Ainda que a função do autor passe por caracterizar os modos de existência e determinar o funcionamento de certos discursos dentro da sociedade, parece ser uma visão desactualizada na medida em que fecha, à partida, as possibilidades de interpretação dessa realidade. Entender a realidade não é propor uma forma genérica de representação, consistindo antes em abri-la a um número indeterminado de possíveis aplicações. Ainda que seja normal entender o autor como o criador genial de um trabalho no qual ele deposita um exaustivo mundo de significados, não significa que estes não possam ser subvertidos e alterados, percebidos e adaptados de uma forma individual constante. A função do autor enquanto responsável exclusivo pela produção de conteúdos vai desaparecer, de tal forma que a ficção e a pluralidade da realidade vão funcionar de uma outra forma absolutamente plural e constrangida (Barthes, The Death of the Author, 1967). Quem executa um projecto, perde então protagonismo para quem pode vir a experienciar esse mesmo projecto. A diferença parece incidir no facto do designer já não oferecer produtos fechados na sua funcionalidade operativa, propondo antes um dispositivo ou um sistema aberto a múltiplas interpretações e usos. O conceito de criador e consumidor são duas realidades que continuam a existir, sendo a responsabilidade da criação simplesmente partilhada pelos dois sujeitos. O importante é a possível experiência que resulta daquilo que o designer oferece e da forma como o consumidor a interpreta. Neste sentido,

(…) toda a gente deve poder participar no processo criativo. Os artistas já não produzem obras de arte para serem apreciadas ou julgadas; em vez disso, eles providenciam um sistema, um estímulo, que pode ser interpretado de diversas maneiras por cada pessoa que experiencia a obra, incluindo o autor (Mitchell, 1989, p. 213, tradução livre).

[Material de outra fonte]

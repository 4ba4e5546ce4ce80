/*!
Data processing and IO functions
*/
use crate::aqi::aqi_to_pm25;
use crate::util::round1;
use crate::*;
use chrono::{Duration, NaiveDate};
use serde::{Deserialize, Serialize};
use std::fmt;

pub mod archive;
pub mod cities;
pub mod scale;
pub mod synth;
pub mod window;

pub use cities::{City, CityProfile};

/// Physical bounds for PM2.5, in μg/m³
pub const PM25_RANGE: (CpuFloat, CpuFloat) = (1.0, 150.0);

/// Physical bounds for NO2, in μg/m³
pub const NO2_RANGE: (CpuFloat, CpuFloat) = (1.0, 80.0);

/// One day of pollutant and weather data for a city
#[derive(Debug, Copy, Clone, PartialEq, PartialOrd, Serialize, Deserialize)]
pub struct Record<F = CpuFloat> {
    /// The calendar day this record describes
    pub date: NaiveDate,
    /// Fine particulate matter concentration
    pub pm25: F,
    /// Nitrogen dioxide concentration
    pub no2: F,
    /// Wind speed, if known
    #[serde(default)]
    pub wind_speed: Option<F>,
    /// Relative humidity, if known
    #[serde(default)]
    pub humidity: Option<F>,
    /// Temperature in °C, if known
    #[serde(default)]
    pub temperature: Option<F>,
}

impl Record {
    /// The number of fields a record feeds into a neural network. The date is *not* fed in.
    pub const NN_FIELDS: usize = 2; // (pm25, no2)

    /// The names of the fields fed into a neural network, in column order
    pub const FEATURES: [&'static str; 2] = ["pm25", "no2"];

    /// The column holding the forecast target
    pub const TARGET: usize = 0;

    /// A record holding only pollutant values
    pub fn new(date: NaiveDate, pm25: CpuFloat, no2: CpuFloat) -> Record {
        Record {
            date,
            pm25,
            no2,
            wind_speed: None,
            humidity: None,
            temperature: None,
        }
    }

    /// Push a record's data points to a feature vector. Guaranteed to write `NN_FIELDS` data points
    pub fn push_features(&self, features: &mut Vec<CpuFloat>) {
        features.push(self.pm25);
        features.push(self.no2);
    }
}

/// Where the values of a time series came from
#[derive(Debug, Copy, Clone, Eq, PartialEq, Hash, Serialize, Deserialize)]
#[serde(rename_all = "snake_case")]
pub enum SourceKind {
    /// Generated around one real observation
    Observed,
    /// Generated purely from a city profile
    Synthetic,
    /// Read back from an archive
    Archived,
}

/// An ordered run of daily records for one city
#[derive(Debug, Clone, PartialEq, Serialize, Deserialize)]
pub struct TimeSeries {
    /// The display name of the city
    pub city: String,
    /// How the series was obtained
    pub source: SourceKind,
    /// The records, one per consecutive day
    pub records: Vec<Record>,
}

impl TimeSeries {
    /// The number of days in this series
    pub fn len(&self) -> usize {
        self.records.len()
    }

    /// Whether this series is empty
    pub fn is_empty(&self) -> bool {
        self.records.is_empty()
    }

    /// The most recent record
    pub fn last(&self) -> Option<&Record> {
        self.records.last()
    }

    /// The dates of this series
    pub fn dates(&self) -> impl Iterator<Item = NaiveDate> + '_ {
        self.records.iter().map(|record| record.date)
    }

    /// The model features of every record, row-major with `Record::NN_FIELDS` columns
    pub fn feature_matrix(&self) -> Vec<CpuFloat> {
        let mut matrix = Vec::with_capacity(self.len() * Record::NN_FIELDS);
        for record in &self.records {
            record.push_features(&mut matrix);
        }
        matrix
    }

    /// One column of the series
    pub fn column(&self, column: usize) -> Vec<CpuFloat> {
        let mut row = Vec::with_capacity(Record::NN_FIELDS);
        self.records
            .iter()
            .map(|record| {
                row.clear();
                record.push_features(&mut row);
                row[column]
            })
            .collect()
    }

    /// Check that dates advance one day at a time and pollutant values lie within physical bounds
    pub fn check(&self) -> Result<()> {
        for pair in self.records.windows(2) {
            if pair[1].date - pair[0].date != Duration::days(1) {
                return Err(Error::Configuration(format!(
                    "{}: dates {} and {} are not consecutive",
                    self.city, pair[0].date, pair[1].date
                )));
            }
        }
        for record in &self.records {
            if !(PM25_RANGE.0..=PM25_RANGE.1).contains(&record.pm25)
                || !(NO2_RANGE.0..=NO2_RANGE.1).contains(&record.no2)
            {
                return Err(Error::Configuration(format!(
                    "{}: values out of range on {} (pm25 = {}, no2 = {})",
                    self.city, record.date, record.pm25, record.no2
                )));
            }
        }
        Ok(())
    }

    /// A display-ready copy of this series: ISO dates and values rounded to one decimal
    pub fn view(&self) -> SeriesView {
        let optional = |get: fn(&Record) -> Option<CpuFloat>| -> Option<Vec<CpuFloat>> {
            self.records
                .iter()
                .map(|record| get(record).map(round1))
                .collect()
        };
        SeriesView {
            city: self.city.clone(),
            dates: self
                .dates()
                .map(|date| date.format("%Y-%m-%d").to_string())
                .collect(),
            pm25: self.records.iter().map(|r| round1(r.pm25)).collect(),
            no2: self.records.iter().map(|r| round1(r.no2)).collect(),
            wind_speed: optional(|r| r.wind_speed),
            humidity: optional(|r| r.humidity),
            temperature: optional(|r| r.temperature),
            total_days: self.len(),
        }
    }
}

/// A time series as handed to the serving layer
#[derive(Debug, Clone, PartialEq, Serialize, Deserialize)]
pub struct SeriesView {
    /// The display name of the city
    pub city: String,
    /// ISO calendar dates
    pub dates: Vec<String>,
    /// PM2.5 values, rounded to one decimal
    pub pm25: Vec<CpuFloat>,
    /// NO2 values, rounded to one decimal
    pub no2: Vec<CpuFloat>,
    /// Wind speed, when known for every day
    #[serde(skip_serializing_if = "Option::is_none")]
    pub wind_speed: Option<Vec<CpuFloat>>,
    /// Humidity, when known for every day
    #[serde(skip_serializing_if = "Option::is_none")]
    pub humidity: Option<Vec<CpuFloat>>,
    /// Temperature, when known for every day
    #[serde(skip_serializing_if = "Option::is_none")]
    pub temperature: Option<Vec<CpuFloat>>,
    /// The number of days in the series
    pub total_days: usize,
}

/// A single real-world reading, used to anchor a generated series
#[derive(Debug, Clone, PartialEq, Serialize, Deserialize)]
pub struct Observation {
    /// US AQI value
    pub aqi_us: CpuFloat,
    /// The main pollutant reported with the index
    pub main_pollutant: String,
    /// Temperature in °C
    pub temperature: CpuFloat,
    /// Relative humidity in %
    pub humidity: CpuFloat,
}

#[derive(Deserialize)]
struct AirVisualResponse {
    status: String,
    data: serde_json::Value,
}

impl Observation {
    /// The PM2.5 concentration implied by this observation's AQI
    pub fn anchor_pm25(&self) -> CpuFloat {
        aqi_to_pm25(self.aqi_us)
    }

    /// Parse the body of an AirVisual `city` endpoint response
    ///
    /// Missing readings take neutral defaults; a non-`success` status or a body without
    /// `data.current` is an error, which callers are expected to absorb by falling back to
    /// [`DataSource::Synthetic`].
    pub fn from_airvisual_json(body: &str) -> Result<Observation> {
        let response: AirVisualResponse = serde_json::from_str(body)?;
        if response.status != "success" {
            let message = response.data["message"].as_str().unwrap_or("unknown error");
            return Err(Error::Observation(format!(
                "status {:?}: {}",
                response.status, message
            )));
        }
        let current = &response.data["current"];
        if !current.is_object() {
            return Err(Error::Observation("response has no current readings".into()));
        }
        let pollution = &current["pollution"];
        let weather = &current["weather"];
        Ok(Observation {
            aqi_us: pollution["aqius"].as_f64().unwrap_or(50.0),
            main_pollutant: pollution["mainus"]
                .as_str()
                .unwrap_or("unknown")
                .to_string(),
            temperature: weather["tp"].as_f64().unwrap_or(20.0),
            humidity: weather["hu"].as_f64().unwrap_or(50.0),
        })
    }
}

/// How the series for a request is obtained, resolved once per request
#[derive(Debug, Clone, PartialEq)]
pub enum DataSource {
    /// Anchor a generated series on a real observation
    Observed {
        /// The city being forecast
        city: City,
        /// The reading to anchor on
        observation: Observation,
    },
    /// Generate a series from the city's profile alone
    Synthetic(City),
}

impl DataSource {
    /// Resolve the result of fetching a real observation, falling back to synthetic data on failure
    pub fn resolve<E: fmt::Display>(city: City, fetched: Result<Observation, E>) -> DataSource {
        match fetched {
            Ok(observation) => DataSource::Observed { city, observation },
            Err(err) => {
                tracing::warn!(
                    city = %city.name,
                    error = %err,
                    "no live observation, using synthetic profile"
                );
                DataSource::Synthetic(city)
            }
        }
    }

    /// The city this source describes
    pub fn city(&self) -> &City {
        match self {
            DataSource::Observed { city, .. } => city,
            DataSource::Synthetic(city) => city,
        }
    }

    /// The kind of series this source yields
    pub fn kind(&self) -> SourceKind {
        match self {
            DataSource::Observed { .. } => SourceKind::Observed,
            DataSource::Synthetic(_) => SourceKind::Synthetic,
        }
    }
}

O mesmo se passa com os designers. Estes não devem ser entendidos como fornecedores de sistemas totalitários fechados e estruturados, nem como autores ou produtores de um qualquer sistema pós-estrutural. O designer deve agora ser entendido como um prosumidor (Toffler, 1980), sendo simul- taneamente entendido ao mesmo tempo como produtor, utilizador e editor de uma mesma realidade.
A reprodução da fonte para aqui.